For more than a year the campus has been developing, at the request of Chancellor Berdahl, a comprehensive statement on the values that students, alumni, faculty, and staff at UC Berkeley share as a community. Campus leaders and constituent groups — including the leadership of the Berkeley Division of the Academic Senate, the Graduate Assembly, the ASUC, the Chancellor’s Staff Advisory Committee, and the Council of Staff Organizations, among others — have provided guidance and feedback on the principles to be included.

The campus community as a whole is now invited to offer input on the “Principles of Community” statement-in-progress. A draft version, reproduced below, may also be found online (http://osr2.berkeley.edu/survey/poc.html), along with a brief survey for each of four constituencies — faculty, staff, students, and alumni. Respondents are invited to weigh in on what they believe is essential to include in the statement, and to provide detailed comments on the draft language developed to date.

Institutions often develop principles of community as a means to establish and convey commonly held values, behavioral expectations, and benchmarks for more formal codes of conduct and administrative and personnel policies and procedures, says Elizabeth Gillis, coordinator of the Campus Community Initiative.

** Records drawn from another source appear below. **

//! WebSocket gateway speaking the Pusher client protocol.
//!
//! # Components
//!
//! - [`messages`] - Pusher frame parsing and construction
//! - [`session`] - Subscribe, unsubscribe, client events and cleanup
//! - [`handler`] - Axum WebSocket upgrade handler

pub mod handler;
pub mod messages;
pub mod session;

pub use handler::{websocket_router, ws_handler};
pub use messages::{ClientMessage, SubscribeRequest};
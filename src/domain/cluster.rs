//! Vocabulary of the cross-node request protocol.

use serde::{Deserialize, Serialize};
use std::fmt;

/// The kinds of cluster-wide requests a node can issue to its peers.
#[derive(Debug, Clone, Copy, PartialEq, Eq, Hash, Serialize, Deserialize)]
#[serde(rename_all = "snake_case")]
pub enum RequestType {
    Sockets,
    SocketsCount,
    Channels,
    ChannelsWithSocketsCount,
    ChannelSockets,
    ChannelSocketsCount,
    ChannelMembers,
    ChannelMembersCount,
    SocketExistsInChannel,
    /// Fire-and-forget: peers act on it and never reply.
    TerminateUserConnections,
}

impl RequestType {
    /// Whether peers answer this request on the response topic.
    pub fn expects_response(&self) -> bool {
        !matches!(self, RequestType::TerminateUserConnections)
    }
}

impl fmt::Display for RequestType {
    fn fmt(&self, f: &mut fmt::Formatter<'_>) -> fmt::Result {
        let s = match self {
            RequestType::Sockets => "sockets",
            RequestType::SocketsCount => "sockets_count",
            RequestType::Channels => "channels",
            RequestType::ChannelsWithSocketsCount => "channels_with_sockets_count",
            RequestType::ChannelSockets => "channel_sockets",
            RequestType::ChannelSocketsCount => "channel_sockets_count",
            RequestType::ChannelMembers => "channel_members",
            RequestType::ChannelMembersCount => "channel_members_count",
            RequestType::SocketExistsInChannel => "socket_exists_in_channel",
            RequestType::TerminateUserConnections => "terminate_user_connections",
        };
        write!(f, "{}", s)
    }
}

/// How a pending cross-node request ended.
#[derive(Debug, Clone, Copy, PartialEq, Eq, Hash)]
pub enum RequestOutcome {
    /// Every expected peer answered.
    Resolved,
    /// An existence check found a positive answer early.
    ShortCircuited,
    /// The deadline elapsed first.
    TimedOut,
}
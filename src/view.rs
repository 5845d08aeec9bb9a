use serde::Deserialize;
use std::time::Duration;
use tokio::sync::{mpsc, watch};
use tokio::task::{JoinError, JoinHandle, JoinSet};
use tokio_util::sync::CancellationToken;
use tracing::{debug, error, info, warn};

use crate::config::ViewConfig;
use crate::kernel::event::{Command, ConnectionStatus, Event, Reading, SENSOR_UPDATE};
use crate::kernel::history::HistoryOutcome;
use crate::kernel::phase::Phase;
use crate::kernel::reactor::Reactor;
use crate::kernel::scheduler::SideEffect;
use crate::kernel::state::DashboardSnapshot;
use crate::services::api::{ApiError, Backend};
use crate::services::poller::SummaryPoller;
use crate::stream::{ConnectionManager, Subscription, Transport};

/// Cheap, cloneable remote for the selection UI and renderers.
#[derive(Clone)]
pub struct ViewHandle {
    tx: mpsc::UnboundedSender<Event>,
    snapshots: watch::Receiver<DashboardSnapshot>,
    shutdown: CancellationToken,
}

impl ViewHandle {
    /// Queue a command behind everything already delivered. False once the
    /// view is gone.
    pub fn send(&self, cmd: Command) -> bool {
        self.tx.send(Event::Command(cmd)).is_ok()
    }

    pub fn set_phase(&self, phase: Phase) -> bool {
        self.send(Command::SetPhase(phase))
    }

    pub fn set_patch(&self, patch_id: u32) -> bool {
        self.send(Command::SetPatch(patch_id))
    }

    pub fn load_history(&self) -> bool {
        self.send(Command::LoadHistory)
    }

    pub fn reset(&self) -> bool {
        self.send(Command::Reset)
    }

    pub fn start(&self) -> bool {
        self.send(Command::Start)
    }

    pub fn stop(&self) -> bool {
        self.send(Command::Stop)
    }

    pub fn refresh_overview(&self) -> bool {
        self.send(Command::RefreshOverview)
    }

    pub fn reconnect(&self) -> bool {
        self.send(Command::Reconnect)
    }

    pub fn snapshots(&self) -> watch::Receiver<DashboardSnapshot> {
        self.snapshots.clone()
    }

    pub fn latest(&self) -> DashboardSnapshot {
        self.snapshots.borrow().clone()
    }

    /// Ask the driver to tear down. `run` returns once everything stopped.
    pub fn unmount(&self) {
        self.shutdown.cancel();
    }
}

/// Result of a background close+open cycle: the manager and its fresh handlers.
type Reattached<T> = (ConnectionManager<T>, Vec<Subscription>);

/// One mounted dashboard: owns the reactor, the stream subscription, the
/// summary poller and every in-flight fetch. Nothing it spawned outlives
/// [`FreshnessView::run`].
pub struct FreshnessView<T: Transport, B: Backend> {
    reactor: Reactor,
    backend: B,
    /// `None` while a reconnect task holds the manager.
    connection: Option<ConnectionManager<T>>,
    subscriptions: Vec<Subscription>,
    status: watch::Receiver<ConnectionStatus>,
    tx: mpsc::UnboundedSender<Event>,
    rx: mpsc::UnboundedReceiver<Event>,
    snapshots: watch::Sender<DashboardSnapshot>,
    shutdown: CancellationToken,
    poll_interval: Duration,
    poller: Option<SummaryPoller>,
    history_task: Option<JoinHandle<()>>,
    aux: JoinSet<()>,
    reconnecting: Option<JoinHandle<Reattached<T>>>,
}

impl<T: Transport, B: Backend> FreshnessView<T, B> {
    /// Explicit init: subscribe, connect, start polling.
    ///
    /// A stream that cannot connect is reported and leaves the view mounted
    /// with a `Failed` status; history and summary keep working.
    pub async fn mount(transport: T, backend: B, config: &ViewConfig) -> (Self, ViewHandle) {
        let (tx, rx) = mpsc::unbounded_channel();
        let reactor = Reactor::new(config.reactor());
        let (snapshots, snapshot_rx) = watch::channel(reactor.snapshot());
        let shutdown = CancellationToken::new();

        let mut connection = ConnectionManager::new(transport, config.reconnect);
        let status = connection.status();
        let subscriptions = attach(&connection, tx.clone());
        if let Err(e) = connection.open().await {
            error!("live stream unavailable: {}", e);
        }

        let mut view = Self {
            reactor,
            backend,
            connection: Some(connection),
            subscriptions,
            status,
            tx: tx.clone(),
            rx,
            snapshots,
            shutdown: shutdown.clone(),
            poll_interval: config.poll_interval,
            poller: None,
            history_task: None,
            aux: JoinSet::new(),
            reconnecting: None,
        };

        let effects = view.reactor.mount();
        view.execute(effects);
        // Pick up whatever status the connect attempt left behind
        let initial = *view.status.borrow_and_update();
        view.dispatch(Event::Connection(initial));
        info!(patch = view.reactor.current().patch_id, phase = %view.reactor.current().phase, "view mounted");

        let handle = ViewHandle {
            tx,
            snapshots: snapshot_rx,
            shutdown,
        };
        (view, handle)
    }

    pub fn reactor(&self) -> &Reactor {
        &self.reactor
    }

    /// Driver loop. One event at a time, in arrival order, until unmount.
    pub async fn run(mut self) -> Reactor {
        loop {
            tokio::select! {
                biased;
                _ = self.shutdown.cancelled() => break,
                Ok(()) = self.status.changed() => {
                    let status = *self.status.borrow_and_update();
                    self.dispatch(Event::Connection(status));
                }
                Some(event) = self.rx.recv() => self.dispatch(event),
                Some(joined) = self.aux.join_next(), if !self.aux.is_empty() => {
                    if let Err(e) = joined {
                        if !e.is_cancelled() {
                            warn!("background request task failed: {}", e);
                        }
                    }
                }
                joined = join_reconnect(&mut self.reconnecting), if self.reconnecting.is_some() => {
                    self.reconnecting = None;
                    self.finish_reconnect(joined);
                }
            }
        }

        self.teardown().await;
        self.reactor
    }

    /// Process one event and publish a snapshot if anything changed.
    pub fn dispatch(&mut self, event: Event) {
        let before = self.reactor.state.version;
        let effects = self.reactor.step(event);
        self.execute(effects);
        if self.reactor.state.version != before {
            self.snapshots.send_replace(self.reactor.snapshot());
        }
    }

    fn execute(&mut self, effects: Vec<SideEffect>) {
        for effect in effects {
            match effect {
                SideEffect::FetchHistory(ticket) => {
                    self.abort_history();
                    let backend = self.backend.clone();
                    let tx = self.tx.clone();
                    self.history_task = Some(tokio::spawn(async move {
                        let outcome = match backend.history(ticket.selection).await {
                            Ok(body) => HistoryOutcome::classify(body),
                            Err(ApiError::Decode(e)) => HistoryOutcome::Malformed(e.to_string()),
                            Err(e) => HistoryOutcome::Failed(e.to_string()),
                        };
                        let _ = tx.send(Event::HistoryResolved { ticket, outcome });
                    }));
                }
                SideEffect::CancelHistory => self.abort_history(),
                SideEffect::RestartPoller(ticket) => {
                    if let Some(mut old) = self.poller.take() {
                        old.cancel();
                    }
                    self.poller = Some(SummaryPoller::spawn(
                        self.backend.clone(),
                        ticket,
                        self.poll_interval,
                        self.tx.clone(),
                    ));
                }
                SideEffect::StopPoller => {
                    if let Some(mut old) = self.poller.take() {
                        old.cancel();
                    }
                }
                SideEffect::Simulation { phase, action } => {
                    let backend = self.backend.clone();
                    self.aux.spawn(async move {
                        match backend.simulation(phase, action).await {
                            Ok(body) => debug!(%phase, action = action.path(), %body, "simulation command accepted"),
                            Err(e) => warn!(%phase, action = action.path(), "simulation command failed: {}", e),
                        }
                    });
                }
                SideEffect::FetchOverview => {
                    let backend = self.backend.clone();
                    let tx = self.tx.clone();
                    self.aux.spawn(async move {
                        let result = backend.phase_overview().await.map_err(|e| e.to_string());
                        let _ = tx.send(Event::OverviewResolved(result));
                    });
                }
                SideEffect::Reconnect => self.start_reconnect(),
            }
        }
    }

    fn abort_history(&mut self) {
        if let Some(task) = self.history_task.take() {
            task.abort();
        }
    }

    /// Explicit reconnect: tear the channel down and attach fresh handlers.
    ///
    /// CRITICAL: the retry loop runs in its own task. The driver keeps
    /// draining events and honours unmount while it is in progress.
    fn start_reconnect(&mut self) {
        if self.reconnecting.is_some() {
            debug!("reconnect already in progress");
            return;
        }
        let Some(mut connection) = self.connection.take() else {
            warn!("no stream to reconnect");
            return;
        };
        info!("explicit stream reconnect");
        self.subscriptions.clear();
        let tx = self.tx.clone();
        self.reconnecting = Some(tokio::spawn(async move {
            connection.close().await;
            let subscriptions = attach(&connection, tx);
            if let Err(e) = connection.open().await {
                error!("stream reconnect failed: {}", e);
            }
            (connection, subscriptions)
        }));
    }

    fn finish_reconnect(&mut self, joined: Result<Reattached<T>, JoinError>) {
        match joined {
            Ok((connection, subscriptions)) => {
                self.connection = Some(connection);
                self.subscriptions = subscriptions;
            }
            Err(e) => error!("stream reconnect task failed: {}", e),
        }
    }

    async fn teardown(&mut self) {
        if let Some(poller) = self.poller.take() {
            poller.stop().await;
        }
        let effects = self.reactor.unmount();
        self.execute(effects);
        self.aux.abort_all();
        while self.aux.join_next().await.is_some() {}
        if let Some(task) = self.reconnecting.take() {
            // An aborted task drops the manager, which releases its handlers
            task.abort();
            if let Ok((connection, subscriptions)) = task.await {
                self.connection = Some(connection);
                self.subscriptions = subscriptions;
            }
        }
        self.subscriptions.clear();
        if let Some(connection) = self.connection.as_mut() {
            connection.close().await;
        }
        info!("view unmounted");
    }
}

async fn join_reconnect<T: Transport>(task: &mut Option<JoinHandle<Reattached<T>>>) -> Result<Reattached<T>, JoinError> {
    match task {
        Some(handle) => handle.await,
        None => std::future::pending().await,
    }
}

/// Register the view's stream handlers. Readings go straight onto the
/// event queue so they interleave with commands in arrival order.
fn attach<T: Transport>(connection: &ConnectionManager<T>, tx: mpsc::UnboundedSender<Event>) -> Vec<Subscription> {
    let sensor = connection.subscribe(SENSOR_UPDATE, move |data| match Reading::deserialize(data) {
        Ok(reading) => {
            let _ = tx.send(Event::Stream(reading));
        }
        Err(e) => warn!("dropping malformed {}: {}", SENSOR_UPDATE, e),
    });
    let welcome = connection.subscribe("welcome", |data| info!(%data, "feed welcome"));
    vec![sensor, welcome]
}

They are not usually documents with legal standing, but help to set a tone. UC’s Office of the President has such a statement, she notes, as do other UC campuses and many academic institutions outside the UC system, though often in connection with student life exclusively. The Berkeley statement is being crafted to apply to the entire campus as an overarching set of standards.

Chancellor Berdahl issued a CalMail message this week announcing the survey. “The ‘Principles of Community,’” he wrote, “promote the kind of good citizenship for our community members that goes hand in hand with Berkeley’s mission of fulfilling its public trust through teaching, research, and public services.”

Members of the campus community have until Friday, March 19, to reply to the survey. Responses will help form Berkeley’s final “Principles of Community” statement, which the chancellor is expected to approve and finalize by the end of spring semester.

Principles of community (Draft language)
As a vital and diverse educational community, the University of California, Berkeley strives to transform the lives of all it touches. Here, students, staff, and faculty dedicate themselves to personal and academic excellence and share a passion for critical inquiry and discovery. Berkeley takes pride in being a safe place for the formation and expression of ideas, providing a rich learning environment and community life rooted in the diversity of its people.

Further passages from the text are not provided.